Each line of the material below is to be given again exactly.

**Material provided:**
..............................
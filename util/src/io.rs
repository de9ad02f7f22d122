use std::io;

use byteorder::{ByteOrder, LittleEndian};

/// Checks for the 4-byte magic number, directory info, and that the file size is
/// as expected given the number of entries. `len` should be the entire WAD's file
/// length, regardless of the length of `bytes`.
pub fn is_valid_wad(bytes: &[u8], len: u64) -> io::Result<bool> {
	if len < 12 {
		return Ok(false);
	}

	match &bytes[0..4] {
		b"IWAD" | b"PWAD" => {}
		_ => {
			return Ok(false);
		}
	};

	let num_entries = LittleEndian::read_i32(&bytes[4..8]);
	let dir_offs = LittleEndian::read_i32(&bytes[8..12]);

	if num_entries < 0 || dir_offs < 0 {
		return Ok(false);
	}

	let expected_dir_len = match num_entries.checked_mul(16) {
		Some(edl) => edl,
		None => {
			return Ok(false);
		}
	};

	let expected_bin_len = match dir_offs.checked_add(expected_dir_len) {
		Some(ebl) => ebl,
		None => {
			return Ok(false);
		}
	};

	Ok(len >= expected_bin_len as u64)
}

#[cfg(test)]
mod tests {
	use super::*;

	#[test]
	fn rejects_short_buffers() {
		assert!(!is_valid_wad(b"PWA", 3).unwrap());
	}

	#[test]
	fn accepts_well_formed_header() {
		let mut bytes = vec![0u8; 12];
		bytes[0..4].copy_from_slice(b"PWAD");
		LittleEndian::write_i32(&mut bytes[4..8], 0);
		LittleEndian::write_i32(&mut bytes[8..12], 12);
		assert!(is_valid_wad(&bytes, 12).unwrap());
	}
}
..............................
**Output:**
filename util/src/io.rs
repository de9ad02f7f22d122
use std::io;

use byteorder::{ByteOrder, LittleEndian};

/// Checks for the 4-byte magic number, directory info, and that the file size is
/// as expected given the number of entries. `len` should be the entire WAD's file
/// length, regardless of the length of `bytes`.
pub fn is_valid_wad(bytes: &[u8], len: u64) -> io::Result<bool> {
	if len < 12 {
		return Ok(false);
	}

	match &bytes[0..4] {
		b"IWAD" | b"PWAD" => {}
		_ => {
			return Ok(false);
		}
	};

	let num_entries = LittleEndian::read_i32(&bytes[4..8]);
	let dir_offs = LittleEndian::read_i32(&bytes[8..12]);

	if num_entries < 0 || dir_offs < 0 {
		return Ok(false);
	}

	let expected_dir_len = match num_entries.checked_mul(16) {
		Some(edl) => edl,
		None => {
			return Ok(false);
		}
	};

	let expected_bin_len = match dir_offs.checked_add(expected_dir_len) {
		Some(ebl) => ebl,
		None => {
			return Ok(false);
		}
	};

	Ok(len >= expected_bin_len as u64)
}

#[cfg(test)]
mod tests {
	use super::*;

	#[test]
	fn rejects_short_buffers() {
		assert!(!is_valid_wad(b"PWA", 3).unwrap());
	}

	#[test]
	fn accepts_well_formed_header() {
		let mut bytes = vec![0u8; 12];
		bytes[0..4].copy_from_slice(b"PWAD");
		LittleEndian::write_i32(&mut bytes[4..8], 0);
		LittleEndian::write_i32(&mut bytes[8..12], 12);
		assert!(is_valid_wad(&bytes, 12).unwrap());
	}
}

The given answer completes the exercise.